#### Given entries:
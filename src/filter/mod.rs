//! Request encoding filter.
//!
//! [`EncodingFilter`] is the integration point a server uses per request:
//! it decides whether a body should be read, reads it within the size cap,
//! wraps the host request in an [`EncodingRequest`] that parses parameters
//! and corrects paths with the configured charset, and optionally stamps
//! the charset on responses.
//!
//! # Example
//!
//! ```rust
//! use charset_filter::config::EncodingConfig;
//! use charset_filter::core::Request;
//! use charset_filter::filter::EncodingFilter;
//!
//! let filter = EncodingFilter::new(EncodingConfig::default());
//! let http_req = http::Request::get("/caf%C3%A9?q=%C3%BC").body(()).unwrap();
//!
//! let mut req = filter.wrap(Request::from(http_req));
//! assert_eq!(req.parameter("q"), Some("ü"));
//! assert_eq!(req.servlet_path(), Some("/café"));
//! ```

mod request;

use std::borrow::Cow;
use std::fmt;

use http::header::CONTENT_TYPE;
use http::{HeaderMap, HeaderValue, Method};
use hyper::body::Body;
use tracing::debug;

use crate::body::{self, FormBody};
use crate::codec;
use crate::config::EncodingConfig;
use crate::core::HostRequest;
use crate::path::EncodingCorrector;

pub use request::EncodingRequest;

/// Per-process filter state, shared by all requests.
#[derive(Debug, Clone)]
pub struct EncodingFilter {
    config: EncodingConfig,
    corrector: EncodingCorrector,
}

impl EncodingFilter {
    pub fn new(config: EncodingConfig) -> Self {
        let corrector = EncodingCorrector::new().with_fallback(config.path_fallback_encoding);
        Self { config, corrector }
    }

    #[inline]
    pub fn config(&self) -> &EncodingConfig {
        &self.config
    }

    #[inline]
    pub fn corrector(&self) -> &EncodingCorrector {
        &self.corrector
    }

    /// Wrap a host request for the duration of one request.
    pub fn wrap<R: HostRequest>(&self, request: R) -> EncodingRequest<'_, R> {
        EncodingRequest::new(self, request)
    }

    /// Whether bodies of `method` requests are parsed.
    #[inline]
    pub fn is_parse_body_method(&self, method: &Method) -> bool {
        self.config.parses_body_for(method)
    }

    /// Whether the body should be read before wrapping.
    pub fn should_read_body(&self, method: &Method, headers: &HeaderMap) -> bool {
        self.is_parse_body_method(method)
            && headers
                .get(CONTENT_TYPE)
                .and_then(|v| v.to_str().ok())
                .map(body::is_form_urlencoded)
                .unwrap_or(false)
    }

    /// Read a form body within the configured size cap.
    pub async fn read_body<B>(&self, headers: &HeaderMap, body: B) -> FormBody
    where
        B: Body + Unpin,
        B::Error: fmt::Display,
    {
        body::collect_form_body(headers, body, self.config.max_post_size).await
    }

    /// Append `charset=` to the response Content-Type when enabled and no
    /// charset is declared yet.
    pub fn apply_response_encoding(&self, headers: &mut HeaderMap) {
        if !self.config.response_encoding {
            return;
        }
        let Some(current) = headers.get(CONTENT_TYPE).and_then(|v| v.to_str().ok()) else {
            return;
        };
        if has_charset_param(current) {
            return;
        }

        let value = format!("{}; charset={}", current.trim_end(), self.config.character_encoding);
        match HeaderValue::try_from(value) {
            Ok(value) => {
                headers.insert(CONTENT_TYPE, value);
            }
            Err(e) => debug!(error = %e, "response content type left unchanged"),
        }
    }

    /// Percent-encode non-ASCII characters of a URL for redirects and links.
    #[inline]
    pub fn encode_url<'a>(&self, url: &'a str) -> Cow<'a, str> {
        codec::encode_url(url)
    }
}

fn has_charset_param(content_type: &str) -> bool {
    content_type.split(';').skip(1).any(|param| {
        param
            .split_once('=')
            .map(|(key, _)| key.trim().eq_ignore_ascii_case("charset"))
            .unwrap_or(false)
    })
}

#[cfg(test)]
mod tests {
    use super::*;
    use bytes::Bytes;
    use http_body_util::Full;

    fn headers(pairs: &[(&'static str, &'static str)]) -> HeaderMap {
        let mut map = HeaderMap::new();
        for (name, value) in pairs {
            map.insert(*name, HeaderValue::from_static(*value));
        }
        map
    }

    #[test]
    fn test_should_read_body() {
        let filter = EncodingFilter::new(EncodingConfig::default());
        let form = headers(&[("content-type", "application/x-www-form-urlencoded; charset=UTF-8")]);
        let json = headers(&[("content-type", "application/json")]);

        assert!(filter.should_read_body(&Method::POST, &form));
        assert!(!filter.should_read_body(&Method::PUT, &form));
        assert!(!filter.should_read_body(&Method::POST, &json));
        assert!(!filter.should_read_body(&Method::POST, &HeaderMap::new()));
    }

    #[test]
    fn test_response_encoding_disabled_by_default() {
        let filter = EncodingFilter::new(EncodingConfig::default());
        let mut h = headers(&[("content-type", "text/html")]);
        filter.apply_response_encoding(&mut h);
        assert_eq!(h.get(CONTENT_TYPE).unwrap(), "text/html");
    }

    #[test]
    fn test_response_encoding_appends_charset() {
        let filter = EncodingFilter::new(EncodingConfig {
            response_encoding: true,
            character_encoding: "Shift_JIS".to_string(),
            ..EncodingConfig::default()
        });

        let mut h = headers(&[("content-type", "text/html")]);
        filter.apply_response_encoding(&mut h);
        assert_eq!(h.get(CONTENT_TYPE).unwrap(), "text/html; charset=Shift_JIS");

        let mut h = headers(&[("content-type", "text/plain; Charset=UTF-8")]);
        filter.apply_response_encoding(&mut h);
        assert_eq!(h.get(CONTENT_TYPE).unwrap(), "text/plain; Charset=UTF-8");

        let mut h = HeaderMap::new();
        filter.apply_response_encoding(&mut h);
        assert!(h.get(CONTENT_TYPE).is_none());
    }

    #[test]
    fn test_encode_url() {
        let filter = EncodingFilter::new(EncodingConfig::default());
        assert_eq!(filter.encode_url("/docs/é"), "/docs/%C3%A9");
    }

    #[tokio::test]
    async fn test_read_body_respects_cap() {
        let filter = EncodingFilter::new(EncodingConfig {
            max_post_size: Some(4),
            ..EncodingConfig::default()
        });
        let h = headers(&[("content-length", "7")]);
        let body = filter.read_body(&h, Full::new(Bytes::from_static(b"a=1&b=2"))).await;
        assert!(body.is_rejected());
    }
}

#### Exercise brief:
Your response should be the lines above from the first to the one containing "pub fn is_parse_body_method(&self, method: &Method)", inclusive, each given exactly.

#### Solution to the problem:
filename src/filter/mod.rs
//! Request encoding filter.
//!
//! [`EncodingFilter`] is the integration point a server uses per request:
//! it decides whether a body should be read, reads it within the size cap,
//! wraps the host request in an [`EncodingRequest`] that parses parameters
//! and corrects paths with the configured charset, and optionally stamps
//! the charset on responses.
//!
//! # Example
//!
//! ```rust
//! use charset_filter::config::EncodingConfig;
//! use charset_filter::core::Request;
//! use charset_filter::filter::EncodingFilter;
//!
//! let filter = EncodingFilter::new(EncodingConfig::default());
//! let http_req = http::Request::get("/caf%C3%A9?q=%C3%BC").body(()).unwrap();
//!
//! let mut req = filter.wrap(Request::from(http_req));
//! assert_eq!(req.parameter("q"), Some("ü"));
//! assert_eq!(req.servlet_path(), Some("/café"));
//! ```

mod request;

use std::borrow::Cow;
use std::fmt;

use http::header::CONTENT_TYPE;
use http::{HeaderMap, HeaderValue, Method};
use hyper::body::Body;
use tracing::debug;

use crate::body::{self, FormBody};
use crate::codec;
use crate::config::EncodingConfig;
use crate::core::HostRequest;
use crate::path::EncodingCorrector;

pub use request::EncodingRequest;

/// Per-process filter state, shared by all requests.
#[derive(Debug, Clone)]
pub struct EncodingFilter {
    config: EncodingConfig,
    corrector: EncodingCorrector,
}

impl EncodingFilter {
    pub fn new(config: EncodingConfig) -> Self {
        let corrector = EncodingCorrector::new().with_fallback(config.path_fallback_encoding);
        Self { config, corrector }
    }

    #[inline]
    pub fn config(&self) -> &EncodingConfig {
        &self.config
    }

    #[inline]
    pub fn corrector(&self) -> &EncodingCorrector {
        &self.corrector
    }

    /// Wrap a host request for the duration of one request.
    pub fn wrap<R: HostRequest>(&self, request: R) -> EncodingRequest<'_, R> {
        EncodingRequest::new(self, request)
    }

    /// Whether bodies of `method` requests are parsed.
    #[inline]
    pub fn is_parse_body_method(&self, method: &Method) -> bool {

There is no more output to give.